I can’t tell how much of that is phosphor persistence and how much is MPEG artifacts, but it seems to have some rather slow phosphors. (jwz mentions this in his writeup.)
OK, as an Emacs user with a number of ancient terminals, there are some real gems in that article:
The way terminals deal with this is flow control: either end can say, “Hold up, I am suffering” and data transmission stops until the other side is ready. The proper way to do this over a serial connection is with DSR/DTR lines, which are extra copper on the RS-232 cable, one for each side, that signal when we’re ready to go.

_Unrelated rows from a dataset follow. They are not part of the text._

/*
MIT License
Copyright (c) 2021 Germán Molina
Permission is hereby granted, free of charge, to any person obtaining a copy
of this software and associated documentation files (the "Software"), to deal
in the Software without restriction, including without limitation the rights
to use, copy, modify, merge, publish, distribute, sublicense, and/or sell
copies of the Software, and to permit persons to whom the Software is
furnished to do so, subject to the following conditions:
The above copyright notice and this permission notice shall be included in all
copies or substantial portions of the Software.
THE SOFTWARE IS PROVIDED "AS IS", WITHOUT WARRANTY OF ANY KIND, EXPRESS OR
IMPLIED, INCLUDING BUT NOT LIMITED TO THE WARRANTIES OF MERCHANTABILITY,
FITNESS FOR A PARTICULAR PURPOSE AND NONINFRINGEMENT. IN NO EVENT SHALL THE
AUTHORS OR COPYRIGHT HOLDERS BE LIABLE FOR ANY CLAIM, DAMAGES OR OTHER
LIABILITY, WHETHER IN AN ACTION OF CONTRACT, TORT OR OTHERWISE, ARISING FROM,
OUT OF OR IN CONNECTION WITH THE SOFTWARE OR THE USE OR OTHER DEALINGS IN THE
SOFTWARE.
*/

use crate::error::{MatrixError, Result};
use crate::functors::ElementOp;
use crate::generic_matrix::GenericMatrix;
use crate::mapped::Mapped;
use crate::structure::yields;
use crate::traits::{Axis, Layout, Matrix, Numberish, Storage};
use serde::{Deserialize, Serialize};

/// A sparse matrix in compressed format.
///
/// Row-major matrices are stored as compressed rows (CSR), column-major
/// ones as compressed columns (CSC). Only explicitly stored elements take
/// space; everything else reads as zero. Explicit zeroes are allowed.
///
/// Deserialization checks that the arrays describe a valid matrix and
/// fails with [`MatrixError::MalformedStorage`] otherwise.
#[derive(Debug, Clone, Serialize, Deserialize)]
#[serde(try_from = "RawCompressedMatrix<T>")]
pub struct CompressedMatrix<T: Numberish> {
    nrows: usize,
    ncols: usize,
    #[serde(default)]
    layout: Layout,

    // Line `i` (a row or a column, depending on `layout`) consists of the
    // elements in `ptr[i]..ptr[i+1]`. `idx` is strictly sorted within each line.
    ptr: Vec<usize>,
    idx: Vec<usize>,
    val: Vec<T>,
}

/// The serialized form of a [`CompressedMatrix`], before validation.
#[derive(Deserialize)]
struct RawCompressedMatrix<T> {
    nrows: usize,
    ncols: usize,
    #[serde(default)]
    layout: Layout,
    ptr: Vec<usize>,
    idx: Vec<usize>,
    val: Vec<T>,
}

impl<T: Numberish> TryFrom<RawCompressedMatrix<T>> for CompressedMatrix<T> {
    type Error = MatrixError;

    fn try_from(raw: RawCompressedMatrix<T>) -> Result<Self> {
        let malformed = |msg: String| Err(MatrixError::MalformedStorage(msg));
        let (nmajor, nminor) = raw.layout.split_size((raw.nrows, raw.ncols));
        if raw.ptr.len() != nmajor + 1 {
            return malformed(format!(
                "expected {} line pointers, found {}",
                nmajor + 1,
                raw.ptr.len()
            ));
        }
        if raw.idx.len() != raw.val.len() {
            return malformed(format!(
                "{} indices but {} values",
                raw.idx.len(),
                raw.val.len()
            ));
        }
        if raw.ptr[0] != 0 || raw.ptr[nmajor] != raw.idx.len() {
            return malformed(format!(
                "line pointers must span 0..{}, found {}..{}",
                raw.idx.len(),
                raw.ptr[0],
                raw.ptr[nmajor]
            ));
        }
        for (major, win) in raw.ptr.windows(2).enumerate() {
            let line = match raw.idx.get(win[0]..win[1]) {
                Some(line) => line,
                None => return malformed(format!("line pointers decrease at line {}", major)),
            };
            if line.iter().any(|i| *i >= nminor) {
                return malformed(format!(
                    "line {} has an index out of range (bound is {})",
                    major, nminor
                ));
            }
            if line.windows(2).any(|w| w[0] >= w[1]) {
                return malformed(format!("indices of line {} are not strictly sorted", major));
            }
        }
        Ok(Self {
            nrows: raw.nrows,
            ncols: raw.ncols,
            layout: raw.layout,
            ptr: raw.ptr,
            idx: raw.idx,
            val: raw.val,
        })
    }
}

impl<T: Numberish> Default for CompressedMatrix<T> {
    fn default() -> Self {
        Self::zeros(0, 0, Layout::RowMajor)
    }
}

impl<T: Numberish> std::fmt::Display for CompressedMatrix<T> {
    fn fmt(&self, f: &mut std::fmt::Formatter<'_>) -> std::fmt::Result {
        for r in 0..self.nrows {
            write!(f, "\n\t(")?;
            for c in 0..self.ncols {
                write!(f, " {}", self.value(r, c))?;
            }
            write!(f, " )")?;
        }
        Ok(())
    }
}

impl<T: Numberish> PartialEq for CompressedMatrix<T> {
    /// Compares values only: explicit zeroes and layout do not matter.
    fn eq(&self, other: &Self) -> bool {
        self.size() == other.size()
            && (0..self.nrows)
                .all(|r| (0..self.ncols).all(|c| self.value(r, c) == other.value(r, c)))
    }
}

impl<T: Numberish> CompressedMatrix<T> {
    /// Creates an empty (i.e., all zeroes) `nrows` by `ncols` row-major matrix
    #[must_use]
    pub fn new(nrows: usize, ncols: usize) -> Self {
        Self::zeros(nrows, ncols, Layout::RowMajor)
    }

    /// Creates an all-zero matrix with room for `capacity` explicit elements
    #[must_use]
    pub fn with_capacity(nrows: usize, ncols: usize, layout: Layout, capacity: usize) -> Self {
        let mut ret = Self::zeros(nrows, ncols, layout);
        ret.reserve(capacity);
        ret
    }

    /// Builds a compressed matrix holding the non-zero elements of `dense`
    #[must_use]
    pub fn from_dense(dense: &GenericMatrix<T>, layout: Layout) -> Self {
        let (nrows, ncols) = dense.size();
        let (nmajor, nminor) = layout.split_size((nrows, ncols));
        let mut ret = Self::zeros(nrows, ncols, layout);
        for major in 0..nmajor {
            for minor in 0..nminor {
                let (r, c) = layout.major_axis().cell(major, minor);
                let v = dense.data[dense.index(r, c)];
                if !v.is_zero() {
                    ret.idx.push(minor);
                    ret.val.push(v);
                }
            }
            ret.ptr[major + 1] = ret.idx.len();
        }
        ret
    }

    /// Creates a row-major `CompressedMatrix` from its rows, dropping zeroes.
    pub fn from_rows(rows: Vec<Vec<T>>) -> Result<Self> {
        let dense = GenericMatrix::from_rows(rows)?;
        Ok(Self::from_dense(&dense, Layout::RowMajor))
    }

    /// Expands into a dense matrix with the same layout
    #[must_use]
    pub fn to_dense(&self) -> GenericMatrix<T> {
        let mut ret = GenericMatrix::zeros(self.nrows, self.ncols, self.layout);
        for (r, c, v) in self.entries() {
            let i = ret.index(r, c);
            ret.data[i] = v;
        }
        ret
    }

    /// Returns the same matrix stored in the opposite layout, keeping
    /// explicit zeroes.
    #[must_use]
    pub fn opposite(&self) -> Self {
        let layout = self.layout.opposite();
        let mut entries: Vec<(usize, usize, T)> = self.entries().collect();
        entries.sort_by_key(|(r, c, _)| layout.split(*r, *c));
        self.rebuild(self.nrows, self.ncols, layout, entries)
    }

    /// Iterates over the explicitly stored elements, as `(row, col, value)`
    pub fn entries(&self) -> impl Iterator<Item = (usize, usize, T)> + '_ {
        let axis = self.layout.major_axis();
        self.ptr.windows(2).enumerate().flat_map(move |(major, win)| {
            (win[0]..win[1]).map(move |k| {
                let (r, c) = axis.cell(major, self.idx[k]);
                (r, c, self.val[k])
            })
        })
    }

    /// Reserves room for at least `additional` more explicit elements.
    pub fn reserve(&mut self, additional: usize) {
        self.idx.reserve(additional);
        self.val.reserve(additional);
    }

    /// Removes the element at `(row, col)` from the storage, if present.
    pub fn erase(&mut self, row: usize, col: usize) -> Result<()> {
        self.check_bounds(row, col)?;
        let (major, minor) = self.layout.split(row, col);
        if let Ok(k) = self.find(major, minor) {
            self.remove_at(major, k);
        }
        Ok(())
    }

    /// Removes every explicitly stored zero
    pub fn prune(&mut self) {
        let mut write = 0;
        let mut start = 0;
        for major in 0..self.ptr.len() - 1 {
            let end = self.ptr[major + 1];
            for k in start..end {
                if !self.val[k].is_zero() {
                    self.idx[write] = self.idx[k];
                    self.val[write] = self.val[k];
                    write += 1;
                }
            }
            start = end;
            self.ptr[major + 1] = write;
        }
        self.idx.truncate(write);
        self.val.truncate(write);
    }

    fn check_bounds(&self, row: usize, col: usize) -> Result<()> {
        if row < self.nrows && col < self.ncols {
            Ok(())
        } else {
            Err(MatrixError::ElementOutOfRange {
                row,
                col,
                size: (self.nrows, self.ncols),
            })
        }
    }

    fn check_line(&self, axis: Axis, index: usize) -> Result<()> {
        let bound = axis.count((self.nrows, self.ncols));
        if index < bound {
            Ok(())
        } else {
            Err(MatrixError::IndexOutOfRange { axis, index, bound })
        }
    }

    /// Position of `(major, minor)` within `idx`/`val`, or the position
    /// where it would be inserted.
    fn find(&self, major: usize, minor: usize) -> std::result::Result<usize, usize> {
        let (ini, fin) = (self.ptr[major], self.ptr[major + 1]);
        self.idx[ini..fin]
            .binary_search(&minor)
            .map(|k| k + ini)
            .map_err(|k| k + ini)
    }

    /// The value at `(row, col)`, which must be in bounds.
    fn value(&self, row: usize, col: usize) -> T {
        let (major, minor) = self.layout.split(row, col);
        match self.find(major, minor) {
            Ok(k) => self.val[k],
            Err(_) => T::zero(),
        }
    }

    fn insert_at(&mut self, major: usize, k: usize, minor: usize, v: T) {
        self.idx.insert(k, minor);
        self.val.insert(k, v);
        self.ptr[major + 1..].iter_mut().for_each(|p| *p += 1);
    }

    fn remove_at(&mut self, major: usize, k: usize) {
        self.idx.remove(k);
        self.val.remove(k);
        self.ptr[major + 1..].iter_mut().for_each(|p| *p -= 1);
    }

    /// Builds a matrix from entries sorted by `(major, minor)` in `layout`,
    /// keeping at least the current capacity.
    fn rebuild(
        &self,
        nrows: usize,
        ncols: usize,
        layout: Layout,
        entries: Vec<(usize, usize, T)>,
    ) -> Self {
        let (nmajor, _) = layout.split_size((nrows, ncols));
        let mut ret = Self::with_capacity(nrows, ncols, layout, self.capacity());
        let mut major_now = 0;
        for (r, c, v) in entries {
            let (major, minor) = layout.split(r, c);
            while major_now < major {
                major_now += 1;
                ret.ptr[major_now] = ret.idx.len();
            }
            ret.idx.push(minor);
            ret.val.push(v);
        }
        while major_now < nmajor {
            major_now += 1;
            ret.ptr[major_now] = ret.idx.len();
        }
        ret
    }
}

impl<T: Numberish> Matrix<T> for CompressedMatrix<T> {
    type Owned = Self;

    fn size(&self) -> (usize, usize) {
        (self.nrows, self.ncols)
    }

    fn layout(&self) -> Layout {
        self.layout
    }

    fn get(&self, row: usize, col: usize) -> Result<T> {
        self.check_bounds(row, col)?;
        Ok(self.value(row, col))
    }

    /// Stores `v` at `(row, col)`, even if it is zero.
    fn set(&mut self, row: usize, col: usize, v: T) -> Result<()> {
        self.check_bounds(row, col)?;
        let (major, minor) = self.layout.split(row, col);
        match self.find(major, minor) {
            Ok(k) => self.val[k] = v,
            Err(k) => self.insert_at(major, k, minor, v),
        }
        Ok(())
    }

    fn non_zeros(&self) -> usize {
        self.val.len()
    }

    fn capacity(&self) -> usize {
        self.val.capacity()
    }

    fn line(&self, axis: Axis, index: usize) -> Result<Vec<T>> {
        self.check_line(axis, index)?;
        let len = axis.length((self.nrows, self.ncols));
        let mut ret = vec![T::zero(); len];
        if axis == self.layout.major_axis() {
            for k in self.ptr[index]..self.ptr[index + 1] {
                ret[self.idx[k]] = self.val[k];
            }
        } else {
            for (major, v) in ret.iter_mut().enumerate() {
                if let Ok(k) = self.find(major, index) {
                    *v = self.val[k];
                }
            }
        }
        Ok(ret)
    }

    fn write_line(&mut self, axis: Axis, index: usize, values: &[T]) -> Result<()> {
        self.check_line(axis, index)?;
        let len = axis.length((self.nrows, self.ncols));
        if values.len() != len {
            return Err(MatrixError::DimensionMismatch {
                expected: len,
                found: values.len(),
            });
        }

        if axis == self.layout.major_axis() {
            // Replace the whole stored line at once
            let (ini, fin) = (self.ptr[index], self.ptr[index + 1]);
            let (new_idx, new_val): (Vec<usize>, Vec<T>) = values
                .iter()
                .enumerate()
                .filter(|(_, v)| !v.is_zero())
                .map(|(i, v)| (i, *v))
                .unzip();
            let added = new_idx.len();
            let removed = fin - ini;
            self.idx.splice(ini..fin, new_idx);
            self.val.splice(ini..fin, new_val);
            for p in self.ptr[index + 1..].iter_mut() {
                *p = *p + added - removed;
            }
        } else {
            // One element in each of the stored lines
            for (major, v) in values.iter().enumerate() {
                match (self.find(major, index), v.is_zero()) {
                    (Ok(k), true) => self.remove_at(major, k),
                    (Ok(k), false) => self.val[k] = *v,
                    (Err(k), false) => self.insert_at(major, k, index, *v),
                    (Err(_), true) => {}
                }
            }
        }
        Ok(())
    }

    fn map<Op: ElementOp<T>>(&self, op: Op) -> Mapped<Self> {
        let structure = yields::<Op>(self.structure());
        if op.apply(T::zero()).is_zero() {
            // Implicit zeroes stay zero: only stored values change
            let mut ret = self.clone();
            ret.val.iter_mut().for_each(|v| *v = op.apply(*v));
            Mapped::new(ret, structure, Op::NAME)
        } else {
            let dense = self.to_dense().map(op).into_inner();
            Mapped::new(Self::from_dense(&dense, self.layout), structure, Op::NAME)
        }
    }
}

impl<T: Numberish> Storage<T> for CompressedMatrix<T> {
    fn zeros(nrows: usize, ncols: usize, layout: Layout) -> Self {
        let (nmajor, _) = layout.split_size((nrows, ncols));
        CompressedMatrix {
            nrows,
            ncols,
            layout,
            ptr: vec![0; nmajor + 1],
            idx: Vec::new(),
            val: Vec::new(),
        }
    }

    fn resize(&mut self, nrows: usize, ncols: usize) {
        if (nrows, ncols) == (self.nrows, self.ncols) {
            return;
        }
        let entries = self
            .entries()
            .filter(|(r, c, _)| *r < nrows && *c < ncols)
            .collect();
        *self = self.rebuild(nrows, ncols, self.layout, entries);
    }
}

But as noted, the not-quite-a-serial-port that Pis have doesn’t have that. Which leaves you with inline flow control, XON and XOFF, typically the ASCII bytes ^S to stop and ^Q to resume.
[…]
So I eventually figured out which sequences were the troublesome ones: for example, I remember that the command for “clear screen and move to the upper left corner” was a command that took the terminal a relatively long time to execute: after all, it had to zero out every one of those 4,800 bytes in the display RAM! This took it, let’s say, 5× as long as simply sending a character to the screen, which means the serial buffer would accumulate a 5 byte debt and eventually fill up. So the fix was to modify the termcap entry to tell it that the clear-screen command should also send 5 NULs! The terminal ignores NULs, those don’t go in the buffer, but they take up time on the serial line, allowing the dislay processor to keep up!